ACTION ITEM
A verbatim transcript of the lines below, starting at the first and ending with the one that holds "if source.is_some() ||", is what should be produced.

[Opening SOURCE DATA section]

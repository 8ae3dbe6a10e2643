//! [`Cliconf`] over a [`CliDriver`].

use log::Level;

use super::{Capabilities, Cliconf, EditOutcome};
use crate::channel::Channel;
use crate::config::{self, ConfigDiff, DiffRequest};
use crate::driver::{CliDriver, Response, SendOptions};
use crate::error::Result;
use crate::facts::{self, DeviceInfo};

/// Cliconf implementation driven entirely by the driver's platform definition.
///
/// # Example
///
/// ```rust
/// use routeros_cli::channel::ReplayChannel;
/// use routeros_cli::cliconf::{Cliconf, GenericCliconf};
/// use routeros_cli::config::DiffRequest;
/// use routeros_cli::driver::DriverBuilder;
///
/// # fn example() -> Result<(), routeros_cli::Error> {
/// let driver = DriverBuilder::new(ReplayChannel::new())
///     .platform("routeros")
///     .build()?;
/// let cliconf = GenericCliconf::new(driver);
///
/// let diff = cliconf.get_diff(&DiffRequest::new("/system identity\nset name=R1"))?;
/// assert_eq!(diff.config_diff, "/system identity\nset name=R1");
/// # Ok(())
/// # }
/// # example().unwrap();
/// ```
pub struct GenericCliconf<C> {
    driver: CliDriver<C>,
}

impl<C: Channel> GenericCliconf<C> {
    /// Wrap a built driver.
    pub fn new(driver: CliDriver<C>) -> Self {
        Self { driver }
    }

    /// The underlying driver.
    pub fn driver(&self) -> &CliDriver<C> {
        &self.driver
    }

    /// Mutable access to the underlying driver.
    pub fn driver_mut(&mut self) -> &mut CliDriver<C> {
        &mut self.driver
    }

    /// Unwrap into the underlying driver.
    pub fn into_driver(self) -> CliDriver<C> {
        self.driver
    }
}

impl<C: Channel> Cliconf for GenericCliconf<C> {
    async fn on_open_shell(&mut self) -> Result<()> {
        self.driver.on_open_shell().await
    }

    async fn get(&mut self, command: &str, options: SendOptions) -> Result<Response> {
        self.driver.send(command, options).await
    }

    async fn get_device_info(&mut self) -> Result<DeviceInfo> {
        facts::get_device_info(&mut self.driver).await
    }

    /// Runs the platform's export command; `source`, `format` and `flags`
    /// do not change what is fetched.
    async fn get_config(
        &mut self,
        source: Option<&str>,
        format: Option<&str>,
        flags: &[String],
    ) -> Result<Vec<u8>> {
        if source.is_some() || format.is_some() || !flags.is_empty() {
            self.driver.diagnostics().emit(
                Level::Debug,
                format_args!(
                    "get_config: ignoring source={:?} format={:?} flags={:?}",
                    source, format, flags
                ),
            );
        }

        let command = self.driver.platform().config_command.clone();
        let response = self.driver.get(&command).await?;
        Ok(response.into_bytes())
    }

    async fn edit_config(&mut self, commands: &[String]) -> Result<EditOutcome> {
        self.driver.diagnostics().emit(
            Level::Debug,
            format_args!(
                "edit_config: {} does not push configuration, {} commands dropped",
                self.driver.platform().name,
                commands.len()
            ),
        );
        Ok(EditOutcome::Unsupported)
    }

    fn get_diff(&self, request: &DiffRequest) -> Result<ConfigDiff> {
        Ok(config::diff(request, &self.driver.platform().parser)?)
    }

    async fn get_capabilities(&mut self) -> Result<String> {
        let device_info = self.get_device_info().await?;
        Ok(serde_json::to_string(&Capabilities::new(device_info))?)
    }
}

[Closing SOURCE DATA section]

YOUR SOLUTION
repository 8ae3dbe6a10e2643
//! [`Cliconf`] over a [`CliDriver`].

use log::Level;

use super::{Capabilities, Cliconf, EditOutcome};
use crate::channel::Channel;
use crate::config::{self, ConfigDiff, DiffRequest};
use crate::driver::{CliDriver, Response, SendOptions};
use crate::error::Result;
use crate::facts::{self, DeviceInfo};

/// Cliconf implementation driven entirely by the driver's platform definition.
///
/// # Example
///
/// ```rust
/// use routeros_cli::channel::ReplayChannel;
/// use routeros_cli::cliconf::{Cliconf, GenericCliconf};
/// use routeros_cli::config::DiffRequest;
/// use routeros_cli::driver::DriverBuilder;
///
/// # fn example() -> Result<(), routeros_cli::Error> {
/// let driver = DriverBuilder::new(ReplayChannel::new())
///     .platform("routeros")
///     .build()?;
/// let cliconf = GenericCliconf::new(driver);
///
/// let diff = cliconf.get_diff(&DiffRequest::new("/system identity\nset name=R1"))?;
/// assert_eq!(diff.config_diff, "/system identity\nset name=R1");
/// # Ok(())
/// # }
/// # example().unwrap();
/// ```
pub struct GenericCliconf<C> {
    driver: CliDriver<C>,
}

impl<C: Channel> GenericCliconf<C> {
    /// Wrap a built driver.
    pub fn new(driver: CliDriver<C>) -> Self {
        Self { driver }
    }

    /// The underlying driver.
    pub fn driver(&self) -> &CliDriver<C> {
        &self.driver
    }

    /// Mutable access to the underlying driver.
    pub fn driver_mut(&mut self) -> &mut CliDriver<C> {
        &mut self.driver
    }

    /// Unwrap into the underlying driver.
    pub fn into_driver(self) -> CliDriver<C> {
        self.driver
    }
}

impl<C: Channel> Cliconf for GenericCliconf<C> {
    async fn on_open_shell(&mut self) -> Result<()> {
        self.driver.on_open_shell().await
    }

    async fn get(&mut self, command: &str, options: SendOptions) -> Result<Response> {
        self.driver.send(command, options).await
    }

    async fn get_device_info(&mut self) -> Result<DeviceInfo> {
        facts::get_device_info(&mut self.driver).await
    }

    /// Runs the platform's export command; `source`, `format` and `flags`
    /// do not change what is fetched.
    async fn get_config(
        &mut self,
        source: Option<&str>,
        format: Option<&str>,
        flags: &[String],
    ) -> Result<Vec<u8>> {
        if source.is_some() || format.is_some() || !flags.is_empty() {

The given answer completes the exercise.